Fig. 3: Activated BAT-derived EVs (Cold-BDEVs) enhances hepatic gluconeogenesis.

a–d 4 × 10⁶ primary hepatocytes were cocultured with equal proteins of RT-BDEVs or Cold-BDEVs (32 μg) for 48 hours. a Schematic diagram. b Glucose output assay of hepatocytes (n = 6 biological replicates, from 2 independent experiments). c Relative mRNA expression of gluconeogenic genes in hepatocytes (n = 7 biological replicates, from 2 independent experiments). d Western blotting and densitometry analysis of phosphorylated and total AKT in hepatocytes (n = 6 biological replicates, from 2 independent experiments). e–l Eight-week-old male C57BL6/J mice were administered 80 μg equal protein of RT-BDEVs or Cold-BDEVs once daily for a total of 3 injections, and subsequent studies were performed 12 hours after the last injection. The mice were fasted for 4 h before sacrifice. e Schematic diagram. f Glucose levels during i.p. pyruvate tolerance tests (PTTs) (n = 6 each group, from 2 independent experiment). g Area under the curve of PTT, as indicated in Fig. 3f (n = 6 each group, from 2 independent experiment). h Relative mRNA expression of gluconeogenic genes in the liver (n = 8 each group, from 2 independent experiments). i Western blotting and densitometry analysis of phosphorylated and total AKT, FOXO1 and GSK3β in the liver. (n = 6 each group, from 2 independent experiment).
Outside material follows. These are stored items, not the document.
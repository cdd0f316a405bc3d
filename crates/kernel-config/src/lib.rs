use kernel_protocol::defaults::{
    DEFAULT_CHANNEL_BIND_TIMEOUT_SECS, DEFAULT_PLACEMENT_DIR, DEFAULT_PLACEMENT_TIMEOUT_SECS,
    DEFAULT_RESPAWN_ATTEMPTS, DEFAULT_RESPAWN_BACKOFF_MS, DEFAULT_WORKER_BINARY,
    DEFAULT_WORKER_READY_TIMEOUT_SECS,
};
use kernel_protocol::OrphanPolicy;
use serde::{Deserialize, Serialize};
use std::path::{Path, PathBuf};
use std::time::Duration;
use thiserror::Error;

pub const ENV_KERNEL_SUPERVISOR_CONFIG: &str = "KERNEL_SUPERVISOR_CONFIG";

const APP_DIR: &str = "kernel-supervisor";
const DEFAULT_LOG_FILTER: &str = "info";
const DEFAULT_LOG_FILE: &str = "kernel-supervisor.log";

#[derive(Debug, Error)]
pub enum ConfigError {
    #[error("{0}")]
    Message(String),
}

impl ConfigError {
    fn configuration(message: impl Into<String>) -> Self {
        Self::Message(message.into())
    }
}

#[derive(Debug, Clone, Serialize, Deserialize, PartialEq, Eq, Default)]
pub struct KernelConfig {
    #[serde(default)]
    pub worker: WorkerConfigToml,
    #[serde(default)]
    pub startup: StartupConfigToml,
    #[serde(default)]
    pub recovery: RecoveryConfigToml,
    #[serde(default)]
    pub logging: LoggingConfigToml,
}

#[derive(Debug, Clone, Serialize, Deserialize, PartialEq, Eq)]
pub struct WorkerConfigToml {
    #[serde(default = "default_worker_binary")]
    pub binary: String,
    #[serde(default)]
    pub args: Vec<String>,
    /// Passed to every worker launch as-is, in order.
    #[serde(default)]
    pub init_scripts: Vec<String>,
    #[serde(default)]
    pub compiler_args: Vec<String>,
    #[serde(default = "default_placement_root")]
    pub placement_root: String,
}

#[derive(Debug, Clone, Serialize, Deserialize, PartialEq, Eq)]
pub struct StartupConfigToml {
    #[serde(default = "default_placement_timeout_secs")]
    pub placement_timeout_secs: u64,
    #[serde(default = "default_channel_bind_timeout_secs")]
    pub channel_bind_timeout_secs: u64,
    #[serde(default = "default_worker_ready_timeout_secs")]
    pub worker_ready_timeout_secs: u64,
}

#[derive(Debug, Clone, Serialize, Deserialize, PartialEq, Eq)]
pub struct RecoveryConfigToml {
    #[serde(default = "default_respawn_attempts")]
    pub respawn_attempts: u32,
    #[serde(default = "default_respawn_backoff_ms")]
    pub respawn_backoff_ms: u64,
    #[serde(default)]
    pub orphan_policy: OrphanPolicy,
}

#[derive(Debug, Clone, Serialize, Deserialize, PartialEq, Eq)]
pub struct LoggingConfigToml {
    #[serde(default = "default_log_path")]
    pub log_path: String,
    #[serde(default = "default_log_filter")]
    pub filter: String,
}

#[derive(Debug, Clone, PartialEq, Eq)]
pub struct StartupTimeouts {
    pub placement: Duration,
    pub channel_bind: Duration,
    pub worker_ready: Duration,
}

#[derive(Debug, Clone, PartialEq, Eq)]
pub struct RecoveryPolicy {
    pub respawn_attempts: u32,
    pub respawn_backoff: Duration,
    pub orphan_policy: OrphanPolicy,
}

impl KernelConfig {
    pub fn startup_timeouts(&self) -> StartupTimeouts {
        StartupTimeouts {
            placement: Duration::from_secs(self.startup.placement_timeout_secs),
            channel_bind: Duration::from_secs(self.startup.channel_bind_timeout_secs),
            worker_ready: Duration::from_secs(self.startup.worker_ready_timeout_secs),
        }
    }

    pub fn recovery_policy(&self) -> RecoveryPolicy {
        RecoveryPolicy {
            respawn_attempts: self.recovery.respawn_attempts,
            respawn_backoff: Duration::from_millis(self.recovery.respawn_backoff_ms),
            orphan_policy: self.recovery.orphan_policy,
        }
    }
}

impl Default for WorkerConfigToml {
    fn default() -> Self {
        Self {
            binary: default_worker_binary(),
            args: Vec::new(),
            init_scripts: Vec::new(),
            compiler_args: Vec::new(),
            placement_root: default_placement_root(),
        }
    }
}

impl Default for StartupConfigToml {
    fn default() -> Self {
        Self {
            placement_timeout_secs: default_placement_timeout_secs(),
            channel_bind_timeout_secs: default_channel_bind_timeout_secs(),
            worker_ready_timeout_secs: default_worker_ready_timeout_secs(),
        }
    }
}

impl Default for RecoveryConfigToml {
    fn default() -> Self {
        Self {
            respawn_attempts: default_respawn_attempts(),
            respawn_backoff_ms: default_respawn_backoff_ms(),
            orphan_policy: OrphanPolicy::default(),
        }
    }
}

impl Default for LoggingConfigToml {
    fn default() -> Self {
        Self {
            log_path: default_log_path(),
            filter: default_log_filter(),
        }
    }
}

pub fn load_from_env() -> Result<KernelConfig, ConfigError> {
    let path = config_path_from_env()?;
    load_from_path(path)
}

pub fn load_from_path(path: impl AsRef<Path>) -> Result<KernelConfig, ConfigError> {
    load_or_create_config(path.as_ref())
}

pub fn default_config_path() -> Result<PathBuf, ConfigError> {
    let home = resolve_home_dir().ok_or_else(|| {
        ConfigError::configuration("Unable to resolve home directory from HOME or USERPROFILE")
    })?;

    Ok(home.join(".config").join(APP_DIR).join("config.toml"))
}

fn config_path_from_env() -> Result<PathBuf, ConfigError> {
    match std::env::var(ENV_KERNEL_SUPERVISOR_CONFIG) {
        Ok(raw) => {
            if raw.trim().is_empty() {
                default_config_path()
            } else {
                Ok(raw.into())
            }
        }
        Err(std::env::VarError::NotPresent) => default_config_path(),
        Err(_) => Err(ConfigError::configuration(
            "KERNEL_SUPERVISOR_CONFIG contained invalid UTF-8",
        )),
    }
}

fn resolve_home_dir() -> Option<PathBuf> {
    std::env::var("HOME")
        .ok()
        .map(|value| value.trim().to_owned())
        .filter(|value| !value.is_empty())
        .map(PathBuf::from)
        .or_else(|| {
            std::env::var("USERPROFILE")
                .ok()
                .map(|value| value.trim().to_owned())
                .filter(|value| !value.is_empty())
                .map(PathBuf::from)
        })
}

fn resolve_state_dir() -> PathBuf {
    if let Ok(path) = std::env::var("XDG_STATE_HOME") {
        let path = path.trim();
        if !path.is_empty() {
            return PathBuf::from(path).join(APP_DIR);
        }
    }
    if let Some(home) = resolve_home_dir() {
        return home.join(".local").join("state").join(APP_DIR);
    }
    std::env::temp_dir().join(APP_DIR)
}

fn default_worker_binary() -> String {
    DEFAULT_WORKER_BINARY.to_owned()
}

fn default_placement_root() -> String {
    std::env::temp_dir()
        .join(DEFAULT_PLACEMENT_DIR)
        .to_string_lossy()
        .to_string()
}

fn default_placement_timeout_secs() -> u64 {
    DEFAULT_PLACEMENT_TIMEOUT_SECS
}

fn default_channel_bind_timeout_secs() -> u64 {
    DEFAULT_CHANNEL_BIND_TIMEOUT_SECS
}

fn default_worker_ready_timeout_secs() -> u64 {
    DEFAULT_WORKER_READY_TIMEOUT_SECS
}

fn default_respawn_attempts() -> u32 {
    DEFAULT_RESPAWN_ATTEMPTS
}

fn default_respawn_backoff_ms() -> u64 {
    DEFAULT_RESPAWN_BACKOFF_MS
}

fn default_log_path() -> String {
    resolve_state_dir()
        .join(DEFAULT_LOG_FILE)
        .to_string_lossy()
        .to_string()
}

fn default_log_filter() -> String {
    DEFAULT_LOG_FILTER.to_owned()
}

fn persist_config(path: &Path, config: &KernelConfig) -> Result<(), ConfigError> {
    let rendered = toml::to_string_pretty(config).map_err(|err| {
        ConfigError::configuration(format!(
            "Failed to serialize KERNEL_SUPERVISOR_CONFIG for {}: {err}",
            path.display()
        ))
    })?;

    std::fs::write(path, rendered.as_bytes()).map_err(|err| {
        ConfigError::configuration(format!(
            "Failed to write KERNEL_SUPERVISOR_CONFIG to {}: {err}",
            path.display()
        ))
    })
}

fn load_or_create_config(path: &Path) -> Result<KernelConfig, ConfigError> {
    let raw = match std::fs::read_to_string(path) {
        Ok(raw) => raw,
        Err(err) if err.kind() == std::io::ErrorKind::NotFound => {
            if let Some(parent) = path.parent() {
                if !parent.as_os_str().is_empty() {
                    std::fs::create_dir_all(parent).map_err(|err| {
                        ConfigError::configuration(format!(
                            "Failed to create parent directory {} for \
                             KERNEL_SUPERVISOR_CONFIG: {err}",
                            parent.display()
                        ))
                    })?;
                }
            }

            let default_config = KernelConfig::default();
            persist_config(path, &default_config)?;
            return Ok(default_config);
        }
        Err(err) => {
            return Err(ConfigError::configuration(format!(
                "Failed to read KERNEL_SUPERVISOR_CONFIG from {}: {err}",
                path.display()
            )));
        }
    };

    let mut config: KernelConfig = toml::from_str(&raw).map_err(|err| {
        ConfigError::configuration(format!(
            "Failed to parse KERNEL_SUPERVISOR_CONFIG from {}: {err}",
            path.display()
        ))
    })?;

    let changed = normalize_config(&mut config);
    if changed {
        persist_config(path, &config)?;
    }

    Ok(config)
}

fn normalize_config(config: &mut KernelConfig) -> bool {
    let mut changed = false;

    changed |= normalize_non_empty_string(&mut config.worker.binary, default_worker_binary());
    changed |= normalize_non_empty_string(
        &mut config.worker.placement_root,
        default_placement_root(),
    );

    changed |= normalize_positive(
        &mut config.startup.placement_timeout_secs,
        DEFAULT_PLACEMENT_TIMEOUT_SECS,
    );
    changed |= normalize_positive(
        &mut config.startup.channel_bind_timeout_secs,
        DEFAULT_CHANNEL_BIND_TIMEOUT_SECS,
    );
    changed |= normalize_positive(
        &mut config.startup.worker_ready_timeout_secs,
        DEFAULT_WORKER_READY_TIMEOUT_SECS,
    );
    if config.recovery.respawn_attempts == 0 {
        config.recovery.respawn_attempts = DEFAULT_RESPAWN_ATTEMPTS;
        changed = true;
    }

    changed |= normalize_non_empty_string(&mut config.logging.log_path, default_log_path());
    changed |= normalize_non_empty_string(&mut config.logging.filter, default_log_filter());

    changed
}

fn normalize_positive(value: &mut u64, default: u64) -> bool {
    if *value == 0 {
        *value = default;
        return true;
    }
    false
}

fn normalize_non_empty_string(value: &mut String, default: String) -> bool {
    let trimmed = value.trim();
    if trimmed.is_empty() {
        if *value != default {
            *value = default;
            return true;
        }
        return false;
    }

    if trimmed != value {
        *value = trimmed.to_owned();
        return true;
    }
    false
}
Food intake j, serum insulin k and serum glucagon l levels in BDEV treated mice (n = 8 each group, from 2 independent experiments). m–o Cold-exposed eight-week-old male C57BL6/J mice were injected in situ with either GW4869 or control vehicle at 0, 24, and 48 h (for a total of 3 injections) and subsequent studies were performed 4 h after the last injection. The mice were fasted for 4 h before sacrifice. m Schematic diagram. n Western blotting and densitometry analysis of phosphorylated and total AKT in the liver (n = 6 each group, from 2 independent experiments). o Relative mRNA expression of gluconeogenic genes in the liver (n = 9 each group, from 3 independent experiments). Data presented as mean ± sem. Statistical analysis was performed using two-way ANOVA followed by Bonferroni’s multiple comparisons test f and others performed two-sided unpaired t-test. Source data are provided as a Source Data file.